↓

//! Chunked payload movement with exact byte accounting
//!
//! The engine is agnostic to the concrete transport: it moves bytes between
//! an `io::Read` producer and an `io::Write` consumer in fixed-size chunks.
//! The chunk size is a local constant shared with the server, not part of
//! the wire format.

use std::io::{ErrorKind, Read, Write};

use crate::error::Error;
use crate::protocol::CHUNK_SIZE;

/// Send `source` until exhausted, one chunk at a time, each chunk verbatim.
///
/// A source that yields no bytes at all is rejected with `EmptyFile` before
/// anything is written to the transport. A transport failure mid-stream
/// aborts immediately; there is no retry and no resume. Returns the number
/// of bytes sent. The total is not checked against any previously declared
/// size; that contract belongs to the caller.
pub fn upload(source: &mut impl Read, transport: &mut impl Write) -> Result<u64, Error> {
    let mut chunk = [0u8; CHUNK_SIZE];
    let mut total: u64 = 0;

    loop {
        let n = match source.read(&mut chunk) {
            Ok(0) => break,
            Ok(n) => n,
            Err(e) if e.kind() == ErrorKind::Interrupted => continue,
            Err(e) => return Err(Error::File(e)),
        };
        transport.write_all(&chunk[..n]).map_err(Error::Transport)?;
        total += n as u64;
    }

    if total == 0 {
        return Err(Error::EmptyFile);
    }
    Ok(total)
}

/// Receive exactly up to `declared` bytes into `dest`.
///
/// Chunks are written whole while the running total stays within `declared`;
/// the chunk that would overshoot is truncated so the destination ends up
/// with exactly `declared` bytes, then reading stops. Bytes past the
/// boundary belong to some later message and are discarded.
///
/// Returns the byte count actually written. A transport or destination
/// failure mid-stream yields the partial count rather than an error; the
/// caller compares the count against the expected size to decide success.
pub fn download(transport: &mut impl Read, dest: &mut impl Write, declared: u64) -> u64 {
    let mut chunk = [0u8; CHUNK_SIZE];
    let mut written: u64 = 0;

    // `<=` on purpose: after landing exactly on the boundary, one more read
    // is needed to find out whether the stream ended or trailing bytes of an
    // unrelated message follow.
    while written <= declared {
        let n = match transport.read(&mut chunk) {
            Ok(0) => break,
            Ok(n) => n,
            Err(e) if e.kind() == ErrorKind::Interrupted => continue,
            Err(_) => break,
        };

        let remaining = declared - written;
        if n as u64 <= remaining {
            if dest.write_all(&chunk[..n]).is_err() {
                break;
            }
            written += n as u64;
        } else {
            if dest.write_all(&chunk[..remaining as usize]).is_err() {
                break;
            }
            written = declared;
            break;
        }
    }
    written
}

#[cfg(test)]
mod tests {
    use super::*;
    use std::io::{self, Cursor};

    /// Read side scripted as a fixed sequence of chunks, optionally ending
    /// in an error instead of EOF.
    struct ScriptedReader {
        chunks: Vec<Vec<u8>>,
        fail_at_end: bool,
    }

    impl ScriptedReader {
        fn new(chunks: Vec<Vec<u8>>) -> Self {
            Self { chunks, fail_at_end: false }
        }

        fn failing(chunks: Vec<Vec<u8>>) -> Self {
            Self { chunks, fail_at_end: true }
        }
    }

    impl Read for ScriptedReader {
        fn read(&mut self, buf: &mut [u8]) -> io::Result<usize> {
            if self.chunks.is_empty() {
                if self.fail_at_end {
                    return Err(io::Error::new(io::ErrorKind::ConnectionReset, "gone"));
                }
                return Ok(0);
            }
            let chunk = self.chunks.remove(0);
            assert!(chunk.len() <= buf.len(), "scripted chunk exceeds read buffer");
            buf[..chunk.len()].copy_from_slice(&chunk);
            Ok(chunk.len())
        }
    }

    /// Write side that counts write calls and can be told to fail.
    struct FlakySink {
        written: Vec<u8>,
        writes: usize,
        fail_after_writes: Option<usize>,
    }

    impl FlakySink {
        fn new() -> Self {
            Self { written: Vec::new(), writes: 0, fail_after_writes: None }
        }

        fn failing_after(n: usize) -> Self {
            Self { written: Vec::new(), writes: 0, fail_after_writes: Some(n) }
        }
    }

    impl Write for FlakySink {
        fn write(&mut self, buf: &[u8]) -> io::Result<usize> {
            if let Some(limit) = self.fail_after_writes {
                if self.writes >= limit {
                    return Err(io::Error::new(io::ErrorKind::BrokenPipe, "broken"));
                }
            }
            self.writes += 1;
            self.written.extend_from_slice(buf);
            Ok(buf.len())
        }

        fn flush(&mut self) -> io::Result<()> {
            Ok(())
        }
    }

    #[test]
    fn upload_sends_everything_in_chunks() {
        let payload: Vec<u8> = (0..3000u32).map(|i| (i % 251) as u8).collect();
        let mut source = Cursor::new(payload.clone());
        let mut sink = FlakySink::new();
        let sent = upload(&mut source, &mut sink).unwrap();
        assert_eq!(sent, 3000);
        assert_eq!(sink.written, payload);
    }

    #[test]
    fn upload_of_empty_source_touches_nothing() {
        let mut source = Cursor::new(Vec::<u8>::new());
        let mut sink = FlakySink::new();
        match upload(&mut source, &mut sink) {
            Err(Error::EmptyFile) => {}
            other => panic!("expected EmptyFile, got {:?}", other),
        }
        assert_eq!(sink.writes, 0, "no network write may be issued");
    }

    #[test]
    fn upload_aborts_on_transport_failure() {
        let payload = vec![7u8; 5 * CHUNK_SIZE];
        let mut source = Cursor::new(payload);
        let mut sink = FlakySink::failing_after(2);
        match upload(&mut source, &mut sink) {
            Err(Error::Transport(_)) => {}
            other => panic!("expected Transport, got {:?}", other),
        }
        assert_eq!(sink.written.len(), 2 * CHUNK_SIZE);
    }

    #[test]
    fn download_truncates_exactly_at_declared_size() {
        // 1024 payload bytes then 10 trailing bytes of a later message
        let mut transport = ScriptedReader::new(vec![vec![1u8; 1024], vec![9u8; 10]]);
        let mut dest = FlakySink::new();
        let written = download(&mut transport, &mut dest, 1024);
        assert_eq!(written, 1024);
        assert_eq!(dest.written.len(), 1024);
        assert!(dest.written.iter().all(|&b| b == 1));
    }

    #[test]
    fn download_splits_the_boundary_chunk() {
        // declared 2000, delivered as 1024 + 1024: the second chunk is cut
        // at 976 bytes and the remaining 48 are discarded
        let mut transport = ScriptedReader::new(vec![vec![1u8; 1024], vec![2u8; 1024]]);
        let mut dest = FlakySink::new();
        let written = download(&mut transport, &mut dest, 2000);
        assert_eq!(written, 2000);
        assert_eq!(dest.written.len(), 2000);
        assert_eq!(dest.written[1023], 1);
        assert_eq!(dest.written[1024], 2);
    }

    #[test]
    fn download_never_exceeds_declared_for_any_chunking() {
        for sizes in [
            vec![1usize],
            vec![1024],
            vec![512, 512, 512],
            vec![100, 900, 100, 900],
            vec![1024, 1024, 1024],
        ] {
            let chunks: Vec<Vec<u8>> = sizes.iter().map(|&n| vec![3u8; n]).collect();
            let delivered: u64 = sizes.iter().map(|&n| n as u64).sum();
            for declared in [0u64, 1, 511, 1024, 1500, 4096] {
                let mut transport = ScriptedReader::new(chunks.clone());
                let mut dest = FlakySink::new();
                let written = download(&mut transport, &mut dest, declared);
                assert!(written <= declared);
                assert_eq!(written, declared.min(delivered));
                assert_eq!(dest.written.len() as u64, written);
            }
        }
    }

    #[test]
    fn download_of_zero_bytes_writes_nothing() {
        let mut transport = ScriptedReader::new(vec![vec![5u8; 64]]);
        let mut dest = FlakySink::new();
        assert_eq!(download(&mut transport, &mut dest, 0), 0);
        assert!(dest.written.is_empty());
    }

    #[test]
    fn download_returns_partial_count_on_transport_error() {
        let mut transport = ScriptedReader::failing(vec![vec![1u8; 1024]]);
        let mut dest = FlakySink::new();
        let written = download(&mut transport, &mut dest, 4096);
        assert_eq!(written, 1024);
    }

    #[test]
    fn download_stops_on_peer_close_short_of_declared() {
        let mut transport = ScriptedReader::new(vec![vec![1u8; 300]]);
        let mut dest = FlakySink::new();
        assert_eq!(download(&mut transport, &mut dest, 1000), 300);
    }
}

↑

* **Task objective**:
Within the listing above, locate the line containing "Returns the number" and the line containing "an error; the". Reproduce those two lines and all lines between them exactly, with nothing added.

* **The answer**:
/// aborts immediately; there is no retry and no resume. Returns the number
/// of bytes sent. The total is not checked against any previously declared
/// size; that contract belongs to the caller.
pub fn upload(source: &mut impl Read, transport: &mut impl Write) -> Result<u64, Error> {
    let mut chunk = [0u8; CHUNK_SIZE];
    let mut total: u64 = 0;

    loop {
        let n = match source.read(&mut chunk) {
            Ok(0) => break,
            Ok(n) => n,
            Err(e) if e.kind() == ErrorKind::Interrupted => continue,
            Err(e) => return Err(Error::File(e)),
        };
        transport.write_all(&chunk[..n]).map_err(Error::Transport)?;
        total += n as u64;
    }

    if total == 0 {
        return Err(Error::EmptyFile);
    }
    Ok(total)
}

/// Receive exactly up to `declared` bytes into `dest`.
///
/// Chunks are written whole while the running total stays within `declared`;
/// the chunk that would overshoot is truncated so the destination ends up
/// with exactly `declared` bytes, then reading stops. Bytes past the
/// boundary belong to some later message and are discarded.
///
/// Returns the byte count actually written. A transport or destination
/// failure mid-stream yields the partial count rather than an error; the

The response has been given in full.